(Stored data)
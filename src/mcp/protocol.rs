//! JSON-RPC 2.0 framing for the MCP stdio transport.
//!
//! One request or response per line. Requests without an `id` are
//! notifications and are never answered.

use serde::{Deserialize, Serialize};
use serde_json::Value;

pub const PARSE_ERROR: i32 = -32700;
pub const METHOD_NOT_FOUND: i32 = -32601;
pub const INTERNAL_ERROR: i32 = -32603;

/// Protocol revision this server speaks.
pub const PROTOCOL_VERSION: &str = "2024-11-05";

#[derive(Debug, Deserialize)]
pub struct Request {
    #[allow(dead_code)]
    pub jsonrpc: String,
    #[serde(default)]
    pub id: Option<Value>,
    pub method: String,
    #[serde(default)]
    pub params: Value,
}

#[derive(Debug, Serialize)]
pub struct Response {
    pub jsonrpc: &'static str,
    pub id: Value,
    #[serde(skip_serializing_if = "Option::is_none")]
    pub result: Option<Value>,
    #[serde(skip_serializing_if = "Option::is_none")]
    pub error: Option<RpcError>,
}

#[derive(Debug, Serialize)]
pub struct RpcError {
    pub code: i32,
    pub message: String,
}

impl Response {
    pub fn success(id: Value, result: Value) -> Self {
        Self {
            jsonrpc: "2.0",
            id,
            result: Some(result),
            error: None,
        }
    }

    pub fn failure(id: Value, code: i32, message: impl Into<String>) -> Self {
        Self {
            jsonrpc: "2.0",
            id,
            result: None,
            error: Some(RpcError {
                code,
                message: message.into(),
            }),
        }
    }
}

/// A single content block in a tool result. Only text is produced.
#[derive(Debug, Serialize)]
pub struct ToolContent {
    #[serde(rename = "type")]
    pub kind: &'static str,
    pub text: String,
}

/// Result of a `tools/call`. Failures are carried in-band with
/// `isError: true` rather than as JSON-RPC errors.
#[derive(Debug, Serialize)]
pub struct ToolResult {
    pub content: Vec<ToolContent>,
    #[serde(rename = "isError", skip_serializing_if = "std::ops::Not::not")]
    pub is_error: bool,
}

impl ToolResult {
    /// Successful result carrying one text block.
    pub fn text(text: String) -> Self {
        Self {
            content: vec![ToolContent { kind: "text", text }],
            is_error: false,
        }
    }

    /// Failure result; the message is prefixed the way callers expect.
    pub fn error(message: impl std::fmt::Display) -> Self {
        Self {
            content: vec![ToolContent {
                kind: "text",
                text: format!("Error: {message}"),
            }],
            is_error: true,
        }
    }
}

Prompt.
Exact copies of all the records are required.

Task response.
filename src/mcp/protocol.rs
//! JSON-RPC 2.0 framing for the MCP stdio transport.
//!
//! One request or response per line. Requests without an `id` are
//! notifications and are never answered.

use serde::{Deserialize, Serialize};
use serde_json::Value;

pub const PARSE_ERROR: i32 = -32700;
pub const METHOD_NOT_FOUND: i32 = -32601;
pub const INTERNAL_ERROR: i32 = -32603;

/// Protocol revision this server speaks.
pub const PROTOCOL_VERSION: &str = "2024-11-05";

#[derive(Debug, Deserialize)]
pub struct Request {
    #[allow(dead_code)]
    pub jsonrpc: String,
    #[serde(default)]
    pub id: Option<Value>,
    pub method: String,
    #[serde(default)]
    pub params: Value,
}

#[derive(Debug, Serialize)]
pub struct Response {
    pub jsonrpc: &'static str,
    pub id: Value,
    #[serde(skip_serializing_if = "Option::is_none")]
    pub result: Option<Value>,
    #[serde(skip_serializing_if = "Option::is_none")]
    pub error: Option<RpcError>,
}

#[derive(Debug, Serialize)]
pub struct RpcError {
    pub code: i32,
    pub message: String,
}

impl Response {
    pub fn success(id: Value, result: Value) -> Self {
        Self {
            jsonrpc: "2.0",
            id,
            result: Some(result),
            error: None,
        }
    }

    pub fn failure(id: Value, code: i32, message: impl Into<String>) -> Self {
        Self {
            jsonrpc: "2.0",
            id,
            result: None,
            error: Some(RpcError {
                code,
                message: message.into(),
            }),
        }
    }
}

/// A single content block in a tool result. Only text is produced.
#[derive(Debug, Serialize)]
pub struct ToolContent {
    #[serde(rename = "type")]
    pub kind: &'static str,
    pub text: String,
}

/// Result of a `tools/call`. Failures are carried in-band with
/// `isError: true` rather than as JSON-RPC errors.
#[derive(Debug, Serialize)]
pub struct ToolResult {
    pub content: Vec<ToolContent>,
    #[serde(rename = "isError", skip_serializing_if = "std::ops::Not::not")]
    pub is_error: bool,
}

impl ToolResult {
    /// Successful result carrying one text block.
    pub fn text(text: String) -> Self {
        Self {
            content: vec![ToolContent { kind: "text", text }],
            is_error: false,
        }
    }

    /// Failure result; the message is prefixed the way callers expect.
    pub fn error(message: impl std::fmt::Display) -> Self {
        Self {
            content: vec![ToolContent {
                kind: "text",
                text: format!("Error: {message}"),
            }],
            is_error: true,
        }
    }
}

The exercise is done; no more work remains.